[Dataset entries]
◇ ◇ ◇ ◇ ◇ ◇ ◇

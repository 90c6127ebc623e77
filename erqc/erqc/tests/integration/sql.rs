//! Simple tests for "this Erq creates this SQL" go here.
use insta::assert_snapshot;
use erqc::{ErrorMessages, Options, Rule, Statement};
use rstest::rstest;

pub(crate) fn compile(source: &str) -> Result<Vec<Statement>, ErrorMessages> {
    erqc::compile(
        source,
        &Options::default().with_display(erqc::DisplayOptions::Plain),
    )
}

/// The SQL of a single query statement.
fn sql(source: &str) -> String {
    let statements = compile(source).unwrap();
    assert_eq!(statements.len(), 1, "expected one statement: {statements:?}");
    statements[0].queries().join("\n")
}

#[rstest]
#[case::bare("T", "select * from T")]
#[case::projection("T{c1, c2}", "select c1, c2 from T")]
#[case::filter_then_project("T[p]{c}", "select c from T where (p)")]
#[case::project_then_filter("T{c}[p]", "select * from (select c from T) where (p)")]
#[case::join_sugar("t -:x:y:> u", "select * from t join u on t.x = u.y")]
#[case::join_sugar_same_key("t -:x:> u", "select * from t join u on t.x = u.x")]
#[case::json_string(r#"{"𩸽"}"#, r#"select ('"𩸽"'->>'$')"#)]
#[case::json_string_escapes(r#"{"\ud867\ude3d"}"#, r#"select ('"\ud867\ude3d"'->>'$')"#)]
#[case::unicode_escape(r"{e'\u{29e3d}'}", "select printf('%s',char(0x29e3d))")]
#[case::format_escape(r"{e'\u{29e3d}\%02X(15)'}", "select printf('%s%02X',char(0x29e3d),15)")]
fn test_compositions(#[case] source: &str, #[case] expected: &str) {
    similar_asserts::assert_eq!(sql(source), expected);
}

#[test]
fn test_branches_keep_their_order() {
    assert_snapshot!(
        sql("(A{x asc}; B{x desc}){x => sum(y)}"),
        @"select x, sum(y) from (select * from (select x from A order by x asc) union all select * from (select x from B order by x desc)) group by (x)"
    );
}

#[test]
fn test_nested_reification() {
    assert_snapshot!(
        sql("T{a, b}[a > 1]{a}[a < 5]"),
        @"select * from (select a from (select a, b from T) where (a > 1)) where (a < 5)"
    );
}

#[test]
fn test_filter_after_limit() {
    assert_snapshot!(
        sql("T limit 10 [a]"),
        @"select * from (select * from T limit 10) as T where (a)"
    );
}

#[test]
fn test_explicit_order_before_inline_sorts() {
    assert_snapshot!(
        sql("T{a desc, b} order by c"),
        @"select a, b from T order by c, a desc"
    );
}

#[test]
fn test_aggregation() {
    assert_snapshot!(
        sql("sales[year = 2024]{region => sum(amount) as total}[total > 100] order by total desc"),
        @"select region, sum(amount) as total from sales where (year = 2024) group by (region) having (total > 100) order by total desc"
    );
}

#[test]
fn test_scalar_expressions() {
    assert_snapshot!(
        sql("T{a between 1 and 2, b not in (1, 2), c is not null, cast(d as text), case when e then 1 else 0 end}"),
        @"select a between 1 and 2, b not in (1, 2), c is not null, cast(d as text), case when e then 1 else 0 end from T"
    );
    assert_snapshot!(
        sql("T{count(distinct a) filter (where b), row_number() over (partition by c order by d)}"),
        @"select count(distinct a) filter (where b), row_number() over (partition by c order by d) from T"
    );
    assert_snapshot!(sql("T[a != 1 and b == 2]"), @"select * from T where (a <> 1 and b = 2)");
}

#[test]
fn test_unicode_names() {
    assert_snapshot!(sql("表[列 > 1]{名前}"), @"select 名前 from 表 where (列 > 1)");
}

#[test]
fn test_repl_line_rule() {
    let options = Options::default().with_rule(Rule::ReplLine);

    let err = erqc::compile("select 1", &options).unwrap_err();
    assert!(err.is_incomplete());
    assert!(err.inner[0].location.is_none());

    let statements = erqc::compile("select 1;;", &options).unwrap();
    assert_eq!(statements[0].queries(), ["select 1"]);
}

#[test]
fn test_format_option() {
    let statements = erqc::compile("T[a > 1]{a}", &Options::default().with_format(true)).unwrap();
    assert_snapshot!(statements[0].queries()[0], @r"
    select
      a
    from
      T
    where
      (a > 1)
    ");
}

◇ ◇ ◇ ◇ ◇ ◇ ◇

### THE TASK:
Could you write out all the entries exactly as given?

### RESPONSE TO THIS TASK:
repository 90c6127ebc623e77
filename erqc/erqc/tests/integration/sql.rs
//! Simple tests for "this Erq creates this SQL" go here.
use insta::assert_snapshot;
use erqc::{ErrorMessages, Options, Rule, Statement};
use rstest::rstest;

pub(crate) fn compile(source: &str) -> Result<Vec<Statement>, ErrorMessages> {
    erqc::compile(
        source,
        &Options::default().with_display(erqc::DisplayOptions::Plain),
    )
}

/// The SQL of a single query statement.
fn sql(source: &str) -> String {
    let statements = compile(source).unwrap();
    assert_eq!(statements.len(), 1, "expected one statement: {statements:?}");
    statements[0].queries().join("\n")
}

#[rstest]
#[case::bare("T", "select * from T")]
#[case::projection("T{c1, c2}", "select c1, c2 from T")]
#[case::filter_then_project("T[p]{c}", "select c from T where (p)")]
#[case::project_then_filter("T{c}[p]", "select * from (select c from T) where (p)")]
#[case::join_sugar("t -:x:y:> u", "select * from t join u on t.x = u.y")]
#[case::join_sugar_same_key("t -:x:> u", "select * from t join u on t.x = u.x")]
#[case::json_string(r#"{"𩸽"}"#, r#"select ('"𩸽"'->>'$')"#)]
#[case::json_string_escapes(r#"{"\ud867\ude3d"}"#, r#"select ('"\ud867\ude3d"'->>'$')"#)]
#[case::unicode_escape(r"{e'\u{29e3d}'}", "select printf('%s',char(0x29e3d))")]
#[case::format_escape(r"{e'\u{29e3d}\%02X(15)'}", "select printf('%s%02X',char(0x29e3d),15)")]
fn test_compositions(#[case] source: &str, #[case] expected: &str) {
    similar_asserts::assert_eq!(sql(source), expected);
}

#[test]
fn test_branches_keep_their_order() {
    assert_snapshot!(
        sql("(A{x asc}; B{x desc}){x => sum(y)}"),
        @"select x, sum(y) from (select * from (select x from A order by x asc) union all select * from (select x from B order by x desc)) group by (x)"
    );
}

#[test]
fn test_nested_reification() {
    assert_snapshot!(
        sql("T{a, b}[a > 1]{a}[a < 5]"),
        @"select * from (select a from (select a, b from T) where (a > 1)) where (a < 5)"
    );
}

#[test]
fn test_filter_after_limit() {
    assert_snapshot!(
        sql("T limit 10 [a]"),
        @"select * from (select * from T limit 10) as T where (a)"
    );
}

#[test]
fn test_explicit_order_before_inline_sorts() {
    assert_snapshot!(
        sql("T{a desc, b} order by c"),
        @"select a, b from T order by c, a desc"
    );
}

#[test]
fn test_aggregation() {
    assert_snapshot!(
        sql("sales[year = 2024]{region => sum(amount) as total}[total > 100] order by total desc"),
        @"select region, sum(amount) as total from sales where (year = 2024) group by (region) having (total > 100) order by total desc"
    );
}

#[test]
fn test_scalar_expressions() {
    assert_snapshot!(
        sql("T{a between 1 and 2, b not in (1, 2), c is not null, cast(d as text), case when e then 1 else 0 end}"),
        @"select a between 1 and 2, b not in (1, 2), c is not null, cast(d as text), case when e then 1 else 0 end from T"
    );
    assert_snapshot!(
        sql("T{count(distinct a) filter (where b), row_number() over (partition by c order by d)}"),
        @"select count(distinct a) filter (where b), row_number() over (partition by c order by d) from T"
    );
    assert_snapshot!(sql("T[a != 1 and b == 2]"), @"select * from T where (a <> 1 and b = 2)");
}

#[test]
fn test_unicode_names() {
    assert_snapshot!(sql("表[列 > 1]{名前}"), @"select 名前 from 表 where (列 > 1)");
}

#[test]
fn test_repl_line_rule() {
    let options = Options::default().with_rule(Rule::ReplLine);

    let err = erqc::compile("select 1", &options).unwrap_err();
    assert!(err.is_incomplete());
    assert!(err.inner[0].location.is_none());

    let statements = erqc::compile("select 1;;", &options).unwrap();
    assert_eq!(statements[0].queries(), ["select 1"]);
}

#[test]
fn test_format_option() {
    let statements = erqc::compile("T[a > 1]{a}", &Options::default().with_format(true)).unwrap();
    assert_snapshot!(statements[0].queries()[0], @r"
    select
      a
    from
      T
    where
      (a > 1)
    ");
}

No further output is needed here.